//! Temporary file management utilities.
//!
//! Stage-one outputs of the two-stage pipeline live in a directory created
//! here. It relies on the tempfile crate so the directory is removed when the
//! handle is dropped, including on error paths.

use crate::config::CoreConfig;
use crate::error::CoreResult;
use std::path::{Path, PathBuf};
use tempfile::{Builder as TempFileBuilder, TempDir};

/// Creates a temporary directory with prefix. Auto-cleaned when dropped.
///
/// The directory is created under `config.temp_dir`, or under
/// `config.output_dir` when no temp dir is configured.
pub fn create_temp_dir(config: &CoreConfig, prefix: &str) -> CoreResult<TempDir> {
    let temp_base_dir = config.temp_dir.as_ref().unwrap_or(&config.output_dir);
    std::fs::create_dir_all(temp_base_dir)?;

    Ok(TempFileBuilder::new()
        .prefix(prefix)
        .tempdir_in(temp_base_dir)?)
}

/// Where stage-one outputs go for one run.
///
/// Either a self-removing temporary directory or the persistent
/// `output_dir/intermediate` directory.
pub enum IntermediateDir {
    Temporary(TempDir),
    Kept(PathBuf),
}

impl IntermediateDir {
    /// Prepares the intermediate directory selected by `config.keep_intermediate`.
    pub fn prepare(config: &CoreConfig) -> CoreResult<Self> {
        if config.keep_intermediate {
            let dir = config.intermediate_dir();
            std::fs::create_dir_all(&dir)?;
            log::debug!("Keeping intermediate files in {}", dir.display());
            Ok(IntermediateDir::Kept(dir))
        } else {
            let dir = create_temp_dir(config, ".tailcut_stage_")?;
            log::debug!("Intermediate files go to {}", dir.path().display());
            Ok(IntermediateDir::Temporary(dir))
        }
    }

    #[must_use]
    pub fn path(&self) -> &Path {
        match self {
            IntermediateDir::Temporary(dir) => dir.path(),
            IntermediateDir::Kept(path) => path,
        }
    }

    /// Path of the stage-one output for `file_name`.
    #[must_use]
    pub fn file_path(&self, file_name: &str) -> PathBuf {
        self.path().join(file_name)
    }
}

——————

■ Assignment: The data above needs to be repeated exactly, line for line.

■ Solved exercise:
//! Temporary file management utilities.
//!
//! Stage-one outputs of the two-stage pipeline live in a directory created
//! here. It relies on the tempfile crate so the directory is removed when the
//! handle is dropped, including on error paths.

use crate::config::CoreConfig;
use crate::error::CoreResult;
use std::path::{Path, PathBuf};
use tempfile::{Builder as TempFileBuilder, TempDir};

/// Creates a temporary directory with prefix. Auto-cleaned when dropped.
///
/// The directory is created under `config.temp_dir`, or under
/// `config.output_dir` when no temp dir is configured.
pub fn create_temp_dir(config: &CoreConfig, prefix: &str) -> CoreResult<TempDir> {
    let temp_base_dir = config.temp_dir.as_ref().unwrap_or(&config.output_dir);
    std::fs::create_dir_all(temp_base_dir)?;

    Ok(TempFileBuilder::new()
        .prefix(prefix)
        .tempdir_in(temp_base_dir)?)
}

/// Where stage-one outputs go for one run.
///
/// Either a self-removing temporary directory or the persistent
/// `output_dir/intermediate` directory.
pub enum IntermediateDir {
    Temporary(TempDir),
    Kept(PathBuf),
}

impl IntermediateDir {
    /// Prepares the intermediate directory selected by `config.keep_intermediate`.
    pub fn prepare(config: &CoreConfig) -> CoreResult<Self> {
        if config.keep_intermediate {
            let dir = config.intermediate_dir();
            std::fs::create_dir_all(&dir)?;
            log::debug!("Keeping intermediate files in {}", dir.display());
            Ok(IntermediateDir::Kept(dir))
        } else {
            let dir = create_temp_dir(config, ".tailcut_stage_")?;
            log::debug!("Intermediate files go to {}", dir.path().display());
            Ok(IntermediateDir::Temporary(dir))
        }
    }

    #[must_use]
    pub fn path(&self) -> &Path {
        match self {
            IntermediateDir::Temporary(dir) => dir.path(),
            IntermediateDir::Kept(path) => path,
        }
    }

    /// Path of the stage-one output for `file_name`.
    #[must_use]
    pub fn file_path(&self, file_name: &str) -> PathBuf {
        self.path().join(file_name)
    }
}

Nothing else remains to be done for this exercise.